Now suppose you're like me, and are the type that will stretch a thin film over your collimator so that you can see when the return light path, which is focused to much smaller than the exit light path, makes a nice bullseye in the exit path. Assuming you also loaded your collimator in a lathe at some point and centered that path to within a few mm at 50ft, you're probably able to get it within the margin of error.
If the rest of your optics are aligned correctly, which... mine were not. Worse, they were not able to be: if you have a closer look at the image above you'll spot some extra holes where the secondary is mounted. My secondary mirror was too far down the tube to align correctly. Yay.
And then it still won't be good enough.
You'll hang a heavy imaging train off the side of the scope, which will cause the focuser to flex off of center on its mount. Your imaging train will have to be especially awkward because there's a heavy corrector optic in it, which then has a spacing of about 75-80mm (mine does best at 78mm) before it finds an imaging plane, which is probably a mirrorless camera or DSLR. This will shift things out of alignment by a couple mm. Which is enough to notice.
I think Newtonians might just be a bad idea anyway.
Once you've done all of this, you'll have a system which is very out of balance for the mount. The camera will sit at a different axis from the finder and tracking scopes (otherwise it will be in their way). You could add weights opposite of the focusing assembly, but of course this stresses the mount even more.

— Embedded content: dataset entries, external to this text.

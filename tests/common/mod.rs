//! Hand-assembled FITS files for integration tests.

#![allow(dead_code)]

use std::fs::File;
use std::path::{Path, PathBuf};
use std::time::{Duration, SystemTime};

const BLOCK: usize = 2880;

#[derive(Clone, Copy)]
pub enum Value<'a> {
    Int(i64),
    Str(&'a str),
    Logical(bool),
}

fn card(key: &str, value: Value) -> String {
    let value = match value {
        Value::Int(v) => format!("{v:>20}"),
        Value::Logical(v) => format!("{:>20}", if v { "T" } else { "F" }),
        Value::Str(s) => format!("'{s:<8}'"),
    };
    format!("{key:<8}= {value:<70}")
}

fn pad(bytes: &mut Vec<u8>, fill: u8) {
    let len = bytes.len().div_ceil(BLOCK) * BLOCK;
    bytes.resize(len, fill);
}

/// One HDU: header cards, then `data` encoded for `bitpix`.
pub fn hdu(first: (&str, Value), bitpix: i64, dims: &[usize], extra: &[(&str, Value)], data: &[f64]) -> Vec<u8> {
    let mut header = card(first.0, first.1);
    header.push_str(&card("BITPIX", Value::Int(bitpix)));
    header.push_str(&card("NAXIS", Value::Int(dims.len() as i64)));
    for (i, d) in dims.iter().enumerate() {
        header.push_str(&card(&format!("NAXIS{}", i + 1), Value::Int(*d as i64)));
    }
    if first.0 == "XTENSION" {
        header.push_str(&card("PCOUNT", Value::Int(0)));
        header.push_str(&card("GCOUNT", Value::Int(1)));
    }
    for (key, value) in extra {
        header.push_str(&card(key, *value));
    }
    header.push_str(&format!("{:<80}", "END"));

    let mut bytes = header.into_bytes();
    pad(&mut bytes, b' ');

    let mut body = Vec::new();
    for &v in data {
        match bitpix {
            8 => body.push(v as u8),
            16 => body.extend((v as i16).to_be_bytes()),
            32 => body.extend((v as i32).to_be_bytes()),
            -32 => body.extend((v as f32).to_be_bytes()),
            -64 => body.extend(v.to_be_bytes()),
            other => panic!("unsupported BITPIX {other}"),
        }
    }
    if !body.is_empty() {
        pad(&mut body, 0);
    }
    bytes.extend(body);
    bytes
}

/// Single-HDU file holding `data` with the given axes (NAXIS1 first).
pub fn write_image(path: &Path, bitpix: i64, dims: &[usize], data: &[f64], extra: &[(&str, Value)]) -> PathBuf {
    let bytes = hdu(("SIMPLE", Value::Logical(true)), bitpix, dims, extra, data);
    std::fs::write(path, bytes).unwrap();
    path.to_path_buf()
}

/// 16-bit `width` x `height` image whose pixel at column x is `f(x)`.
pub fn write_rows(path: &Path, width: usize, height: usize, f: impl Fn(usize) -> f64) -> PathBuf {
    let data: Vec<f64> = (0..height).flat_map(|_| (0..width).map(&f)).collect();
    write_image(path, 16, &[width, height], &data, &[])
}

/// Set the modification time of `path` to `secs` seconds after a fixed base.
pub fn touch(path: &Path, secs: u64) {
    let base = SystemTime::UNIX_EPOCH + Duration::from_secs(1_700_000_000);
    File::options()
        .write(true)
        .open(path)
        .unwrap()
        .set_modified(base + Duration::from_secs(secs))
        .unwrap();
}
use crate::model::DisplayImage;
use crate::viewmodel::Source;
use egui::TextureHandle;

/// Magnified crop of the region under the pointer.
pub struct ViewfinderWindow {
    pub open: bool,
    pub source: Source,
    crop: Option<DisplayImage>,
    texture: Option<TextureHandle>,
}

impl ViewfinderWindow {
    pub fn new() -> Self {
        ViewfinderWindow { open: false, source: Source::First, crop: None, texture: None }
    }

    pub fn set_crop(&mut self, source: Source, crop: DisplayImage) {
        if self.crop.as_ref() == Some(&crop) && self.source == source {
            return;
        }
        self.source = source;
        self.crop = Some(crop);
        self.texture = None;
    }

    pub fn clear(&mut self) {
        self.crop = None;
        self.texture = None;
    }

    pub fn show(&mut self, ctx: &egui::Context) {
        let mut open = self.open;
        let mut selected = self.source;
        egui::Window::new("Viewfinder")
            .open(&mut open)
            .fixed_size([300.0, 300.0])
            .show(ctx, |ui| {
                egui::ComboBox::from_id_source("viewfinder_source")
                    .selected_text(selected.label())
                    .show_ui(ui, |ui| {
                        for source in Source::ALL {
                            ui.selectable_value(&mut selected, source, source.label());
                        }
                    });

                if self.texture.is_none() {
                    if let Some(crop) = &self.crop {
                        let color = egui::ColorImage::from_rgba_unmultiplied(
                            [crop.width, crop.height],
                            &crop.to_rgba(),
                        );
                        self.texture = Some(ctx.load_texture("viewfinder", color, egui::TextureOptions::NEAREST));
                    }
                }
                match &self.texture {
                    Some(texture) => {
                        let size = texture.size_vec2();
                        let scale = (ui.available_width() / size.x).min(ui.available_height() / size.y);
                        ui.image((texture.id(), size * scale.max(0.0)));
                    }
                    None => {
                        ui.label(format!("Hover over {} to inspect it.", selected.label()));
                    }
                }
            });
        if selected != self.source {
            self.source = selected;
            self.clear();
        }
        self.open = open;
    }
}

impl Default for ViewfinderWindow {
    fn default() -> Self {
        Self::new()
    }
}
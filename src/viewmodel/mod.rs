//! Presentation state between the FITS model and the egui view.
//!
//! The view never touches the model directly: it calls operations on
//! [`FitsViewModel`], reads back display buffers, and drains
//! [`ViewModelEvent`]s each frame to learn what changed.

pub mod directory;
pub mod fits_viewmodel;
pub mod loader;

pub use fits_viewmodel::{
    FitsViewModel, Frame, HistogramSource, Source, ViewModelError, ViewModelEvent, SLOT_COUNT,
};
pub use loader::RepaintHook;
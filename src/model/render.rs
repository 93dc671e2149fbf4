//! Conversion of float pixel data into 8-bit display buffers.

use super::error::{ModelError, Result};
use super::geometry::PixelRect;
use super::image::{FitsImage, ImageLayout, Plane};
use super::stats;
use serde::{Deserialize, Serialize};
use std::path::Path;

/// Stretch applied when mapping raw pixel values to 0..=255.
#[derive(Debug, Clone, Copy, PartialEq, Eq, Default, Serialize, Deserialize)]
#[serde(rename_all = "lowercase")]
pub enum Stretch {
    /// Min/max normalisation.
    #[default]
    Linear,
    /// Midtone-transfer stretch anchored on the sky background.
    Auto,
}

impl Stretch {
    pub fn label(self) -> &'static str {
        match self {
            Stretch::Linear => "Linear",
            Stretch::Auto => "Auto",
        }
    }
}

/// Interleaved 8-bit pixels ready for a texture: 1 channel (gray) or 3 (RGB).
#[derive(Debug, Clone, PartialEq, Eq)]
pub struct DisplayImage {
    pub width: usize,
    pub height: usize,
    pub channels: usize,
    pub pixels: Vec<u8>,
}

impl DisplayImage {
    pub fn gray(width: usize, height: usize, pixels: Vec<u8>) -> Self {
        DisplayImage { width, height, channels: 1, pixels }
    }

    /// `width * height * 4` bytes, opaque alpha.
    pub fn to_rgba(&self) -> Vec<u8> {
        let mut out = Vec::with_capacity(self.width * self.height * 4);
        match self.channels {
            1 => {
                for &g in &self.pixels {
                    out.extend_from_slice(&[g, g, g, 255]);
                }
            }
            _ => {
                for px in self.pixels.chunks_exact(self.channels) {
                    out.extend_from_slice(&[px[0], px[1], px[2], 255]);
                }
            }
        }
        out
    }

    /// Every channel value, for histogramming.
    pub fn samples(&self) -> Vec<f32> {
        self.pixels.iter().map(|&p| p as f32).collect()
    }

    pub fn crop(&self, rect: PixelRect) -> DisplayImage {
        let x1 = (rect.x + rect.width).min(self.width);
        let y1 = (rect.y + rect.height).min(self.height);
        let x0 = rect.x.min(x1);
        let y0 = rect.y.min(y1);
        let c = self.channels;
        let mut pixels = Vec::with_capacity((x1 - x0) * (y1 - y0) * c);
        for y in y0..y1 {
            let row = y * self.width * c;
            pixels.extend_from_slice(&self.pixels[row + x0 * c..row + x1 * c]);
        }
        DisplayImage { width: x1 - x0, height: y1 - y0, channels: c, pixels }
    }

    pub fn save_png(&self, path: &Path) -> Result<()> {
        let rgba = self.to_rgba();
        let buffer = image::RgbaImage::from_raw(self.width as u32, self.height as u32, rgba)
            .ok_or_else(|| ModelError::SizeMismatch("display buffer too small".to_string()))?;
        buffer.save(path)?;
        Ok(())
    }
}

/// Contrast factor for a slider position in 0..=100; 50 is neutral.
pub fn contrast_factor(slider: u8) -> f32 {
    slider.min(100) as f32 / 50.0
}

/// Scale every value away from the buffer minimum by `factor`, clipping to 0..=255.
pub fn apply_contrast(img: &DisplayImage, factor: f32) -> DisplayImage {
    let Some(&min) = img.pixels.iter().min() else {
        return img.clone();
    };
    let min = min as f32;
    let pixels = img
        .pixels
        .iter()
        .map(|&p| (min + (p as f32 - min) * factor).clamp(0.0, 255.0) as u8)
        .collect();
    DisplayImage { pixels, ..img.clone() }
}

pub fn render_image(img: &FitsImage, stretch: Stretch) -> DisplayImage {
    match img.layout() {
        ImageLayout::Rgb => {
            let (r, g, b) = (img.plane_slice(0), img.plane_slice(1), img.plane_slice(2));
            let (r, g, b) = match stretch {
                Stretch::Linear => (linear(r), linear(g), linear(b)),
                // Channels stretch independently; run them side by side.
                Stretch::Auto => std::thread::scope(|s| {
                    let rh = s.spawn(|| auto(r));
                    let gh = s.spawn(|| auto(g));
                    let bv = auto(b);
                    (
                        rh.join().unwrap_or_default(),
                        gh.join().unwrap_or_default(),
                        bv,
                    )
                }),
            };
            let mut pixels = Vec::with_capacity(r.len() * 3);
            for i in 0..r.len() {
                pixels.extend_from_slice(&[r[i], g[i], b[i]]);
            }
            DisplayImage { width: img.width, height: img.height, channels: 3, pixels }
        }
        ImageLayout::Gray | ImageLayout::Multispectral(_) => {
            DisplayImage::gray(img.width, img.height, stretch_values(img.plane_slice(0), stretch))
        }
    }
}

pub fn render_plane(plane: &Plane, stretch: Stretch) -> DisplayImage {
    DisplayImage::gray(plane.width, plane.height, stretch_values(&plane.data, stretch))
}

fn stretch_values(values: &[f32], stretch: Stretch) -> Vec<u8> {
    match stretch {
        Stretch::Linear => linear(values),
        Stretch::Auto => auto(values),
    }
}

fn linear(values: &[f32]) -> Vec<u8> {
    let (min, max) = stats::min_max(values);
    let span = if max > min { max - min } else { 1.0 };
    values
        .iter()
        .map(|&v| {
            if v.is_finite() {
                (255.0 * (v - min) / span).clamp(0.0, 255.0) as u8
            } else {
                0
            }
        })
        .collect()
}

const LUT_SIZE: usize = 4096;
const TARGET_BACKGROUND: f32 = 0.10;
const SHADOW_CLIP: f64 = 0.0002;
const HIGHLIGHT_CLIP: f64 = 0.9998;

fn auto(values: &[f32]) -> Vec<u8> {
    let (min, max) = stats::min_max(values);
    let lut = mtf_lut(values, min, max);
    let scale = if max > min { (LUT_SIZE - 1) as f32 / (max - min) } else { 0.0 };
    values
        .iter()
        .map(|&v| {
            if v.is_finite() {
                lut[(((v - min) * scale + 0.5) as usize).min(LUT_SIZE - 1)]
            } else {
                0
            }
        })
        .collect()
}

/// Lookup table over `[min, max]` for the midtone-transfer stretch.
///
/// Values below the shadow percentile go black, above the highlight
/// percentile white; the midtone is chosen so the background median lands at
/// `TARGET_BACKGROUND` of full scale.
fn mtf_lut(values: &[f32], min: f32, max: f32) -> Vec<u8> {
    if max <= min {
        return vec![128; LUT_SIZE];
    }
    let lo = stats::percentile(values, min, max, SHADOW_CLIP);
    let hi = stats::percentile(values, min, max, HIGHLIGHT_CLIP);
    if hi <= lo {
        return vec![128; LUT_SIZE];
    }
    let clip_lo = min + lo * (max - min);
    let clip_hi = min + hi * (max - min);
    let background = (lo + stats::median(values, clip_lo, clip_hi) * (hi - lo)).clamp(1e-6, 1.0 - 1e-6);
    let midtone = midtone_for(background, TARGET_BACKGROUND);

    (0..LUT_SIZE)
        .map(|i| {
            let x = i as f32 / (LUT_SIZE - 1) as f32;
            if x <= lo {
                0
            } else if x >= hi {
                255
            } else {
                (mtf(x, midtone) * 255.0).round().clamp(0.0, 255.0) as u8
            }
        })
        .collect()
}

/// Midtone `m` such that `mtf(x, m) == y`.
fn midtone_for(x: f32, y: f32) -> f32 {
    let denom = 2.0 * x * y - y - x;
    if denom.abs() > 1e-9 {
        (x * (y - 1.0) / denom).clamp(0.0, 1.0)
    } else {
        y
    }
}

/// Midtone transfer function: 0 → 0, m → 0.5, 1 → 1.
fn mtf(x: f32, m: f32) -> f32 {
    if x <= 0.0 || m <= 0.0 {
        return 0.0;
    }
    if x >= 1.0 || m >= 1.0 {
        return 1.0;
    }
    let den = (2.0 * m - 1.0) * x - m;
    if den.abs() < 1e-9 {
        return 0.5;
    }
    ((m - 1.0) * x / den).clamp(0.0, 1.0)
}
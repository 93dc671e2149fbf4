//! Domain data: FITS images, their headers and the pixel processing done on them.

pub mod error;
pub mod geometry;
pub mod header;
pub mod image;
pub mod render;
pub mod stats;
pub mod taps;

pub use error::{ModelError, Result};
pub use geometry::{fit_within, viewfinder_rect, widget_to_image, PixelRect};
pub use header::HeaderCard;
pub use image::{save_plane, FitsImage, ImageLayout, Plane, SampleKind};
pub use render::{apply_contrast, contrast_factor, render_image, render_plane, DisplayImage, Stretch};
pub use stats::Histogram;
pub use taps::{TapLayout, TapProducts};
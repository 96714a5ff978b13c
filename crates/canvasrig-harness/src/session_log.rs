#![forbid(unsafe_code)]

//! JSONL session log.
//!
//! One JSON object per line, one line per notable session event. The schema
//! is stable so CI can grep or replay logs across runs:
//!
//! ```text
//! {"run_id":"18c2…-4242","t_ms":3100,"event":"ready","overlay":"hidden",...}
//! {"run_id":"18c2…-4242","t_ms":3100,"event":"gesture","kind":"tap","x":640.0,"y":444.96}
//! {"run_id":"18c2…-4242","t_ms":5600,"event":"checkpoint","label":"menu","observed":2,...}
//! ```
//!
//! Logging never fails a session: write errors are reported once through
//! `tracing` and further writes are skipped.

use std::fs::{File, OpenOptions};
use std::io::{self, BufWriter, Write};
use std::path::Path;
use std::time::Duration;

use serde::Serialize;

/// An event worth recording.
#[derive(Debug, Clone, PartialEq, Serialize)]
#[serde(tag = "event", rename_all = "snake_case")]
pub enum SessionEvent {
    Ready {
        surface_ms: u64,
        overlay: &'static str,
        overlay_ms: u64,
        grace_ms: u64,
    },
    Gesture {
        kind: &'static str,
        x: f64,
        y: f64,
        #[serde(skip_serializing_if = "Option::is_none")]
        to_x: Option<f64>,
        #[serde(skip_serializing_if = "Option::is_none")]
        to_y: Option<f64>,
    },
    Checkpoint {
        label: String,
        observed: usize,
        residue: Vec<String>,
    },
}

#[derive(Serialize)]
struct Record<'a> {
    run_id: &'a str,
    t_ms: u64,
    #[serde(flatten)]
    event: &'a SessionEvent,
}

/// Appends [`SessionEvent`]s to a JSONL sink.
pub struct SessionLog {
    run_id: String,
    writer: Option<Box<dyn Write + Send>>,
}

impl std::fmt::Debug for SessionLog {
    fn fmt(&self, f: &mut std::fmt::Formatter<'_>) -> std::fmt::Result {
        f.debug_struct("SessionLog")
            .field("run_id", &self.run_id)
            .field("enabled", &self.writer.is_some())
            .finish()
    }
}

impl SessionLog {
    /// A log that drops everything.
    pub fn disabled(run_id: impl Into<String>) -> Self {
        Self {
            run_id: run_id.into(),
            writer: None,
        }
    }

    /// Append to (or create) the file at `path`.
    pub fn to_path(run_id: impl Into<String>, path: &Path) -> io::Result<Self> {
        let file: File = OpenOptions::new().create(true).append(true).open(path)?;
        Ok(Self::to_writer(run_id, BufWriter::new(file)))
    }

    pub fn to_writer(run_id: impl Into<String>, writer: impl Write + Send + 'static) -> Self {
        Self {
            run_id: run_id.into(),
            writer: Some(Box::new(writer)),
        }
    }

    pub fn run_id(&self) -> &str {
        &self.run_id
    }

    pub fn is_enabled(&self) -> bool {
        self.writer.is_some()
    }

    /// Write one line stamped with host time `t`.
    pub fn record(&mut self, t: Duration, event: &SessionEvent) {
        let Some(writer) = self.writer.as_mut() else {
            return;
        };
        let record = Record {
            run_id: &self.run_id,
            t_ms: t.as_millis() as u64,
            event,
        };
        let result = serde_json::to_writer(&mut *writer, &record)
            .map_err(io::Error::from)
            .and_then(|()| writer.write_all(b"\n"))
            .and_then(|()| writer.flush());
        if let Err(err) = result {
            tracing::warn!(
                run_id = %self.run_id,
                error = %err,
                "session log write failed; disabling"
            );
            self.writer = None;
        }
    }
}
#![forbid(unsafe_code)]

//! Page scripts and protocol payload decoding.
//!
//! Everything here is pure so it can be tested without a browser. Scripts
//! always return a string; `null` results would otherwise arrive as a
//! missing value and be indistinguishable from a protocol failure.

use canvasrig_core::SurfaceRect;
use canvasrig_harness::{ElementState, HostError};
use serde_json::Value;

/// Quote `selector` as a JavaScript string literal.
fn js_string(selector: &str) -> String {
    // JSON string syntax is a subset of JS string syntax.
    serde_json::to_string(selector).unwrap_or_else(|_| "\"\"".to_string())
}

/// Script reporting `absent`, `hidden` or `visible` for the first match.
pub fn probe_script(selector: &str) -> String {
    format!(
        r#"(() => {{
  const el = document.querySelector({sel});
  if (!el) return "absent";
  const s = window.getComputedStyle(el);
  const hidden =
    s.display === "none" || s.visibility === "hidden" || parseFloat(s.opacity) === 0;
  if (hidden) return "hidden";
  return "visible";
}})()"#,
        sel = js_string(selector)
    )
}

/// Script returning the first match's bounding rectangle as JSON, or
/// `"null"`.
pub fn rect_script(selector: &str) -> String {
    format!(
        r#"(() => {{
  const el = document.querySelector({sel});
  if (!el) return "null";
  const r = el.getBoundingClientRect();
  return JSON.stringify({{ x: r.x, y: r.y, width: r.width, height: r.height }});
}})()"#,
        sel = js_string(selector)
    )
}

pub fn parse_element_state(raw: &str) -> Result<ElementState, HostError> {
    match raw {
        "absent" => Ok(ElementState::Absent),
        "hidden" => Ok(ElementState::Hidden),
        "visible" => Ok(ElementState::Visible),
        other => Err(HostError::Script(format!("unexpected probe result '{other}'"))),
    }
}

pub fn parse_rect(raw: &str) -> Result<Option<SurfaceRect>, HostError> {
    serde_json::from_str(raw).map_err(|err| HostError::Script(format!("bad rect payload: {err}")))
}

/// Text of one console argument, the way a test runner prints it.
pub fn arg_text(value: Option<&Value>, description: Option<&str>) -> Option<String> {
    match value {
        Some(Value::String(s)) => Some(s.clone()),
        Some(Value::Null) | None => description.map(str::to_string),
        Some(other) => Some(other.to_string()),
    }
}

/// Join console arguments with single spaces.
pub fn join_args<I>(parts: I) -> String
where
    I: IntoIterator<Item = Option<String>>,
{
    parts.into_iter().flatten().collect::<Vec<_>>().join(" ")
}

/// Message of an uncaught exception, without the error class prefix.
///
/// `ReferenceError: x is not defined\n    at ...` becomes
/// `x is not defined`. Thrown primitives report their value; if nothing
/// else is available the protocol's summary text is used.
pub fn page_error_message(description: Option<&str>, value: Option<&Value>, text: &str) -> String {
    if let Some(desc) = description {
        let first = desc.lines().next().unwrap_or_default();
        return strip_error_class(first).to_string();
    }
    if let Some(value) = value {
        if let Some(s) = value.as_str() {
            return s.to_string();
        }
        if !value.is_null() {
            return value.to_string();
        }
    }
    text.to_string()
}

fn strip_error_class(line: &str) -> &str {
    let Some((class, rest)) = line.split_once(": ") else {
        return line;
    };
    let is_ident = !class.is_empty()
        && class
            .chars()
            .all(|c| c.is_ascii_alphanumeric() || c == '_' || c == '$');
    if is_ident { rest } else { line }
}

/// Text for a browser log entry. The URL is appended since failed resource
/// loads only name the resource there.
pub fn log_entry_text(text: &str, url: Option<&str>) -> String {
    match url {
        Some(url) if !url.is_empty() && !text.contains(url) => format!("{text} ({url})"),
        _ => text.to_string(),
    }
}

I don't know. I'm going to keep playing with it for the moment, and try not to get any farther down the rabbit hole unless I think I can make it truly work out. I have managed to take a couple ok-ish images with it, but far short of what I think my setup could otherwise do:
|Pleiades, stack of several 180s exposures from the Astro-Tech AT6IN and Fuji X-T1. Of course from my fully light polluted Central Florida skies.|
I like the wider field of view very much. Note: this was taken when I was still trying to get the coma corrector spaced out just right, so it shows worse on here than it is in some of my tests.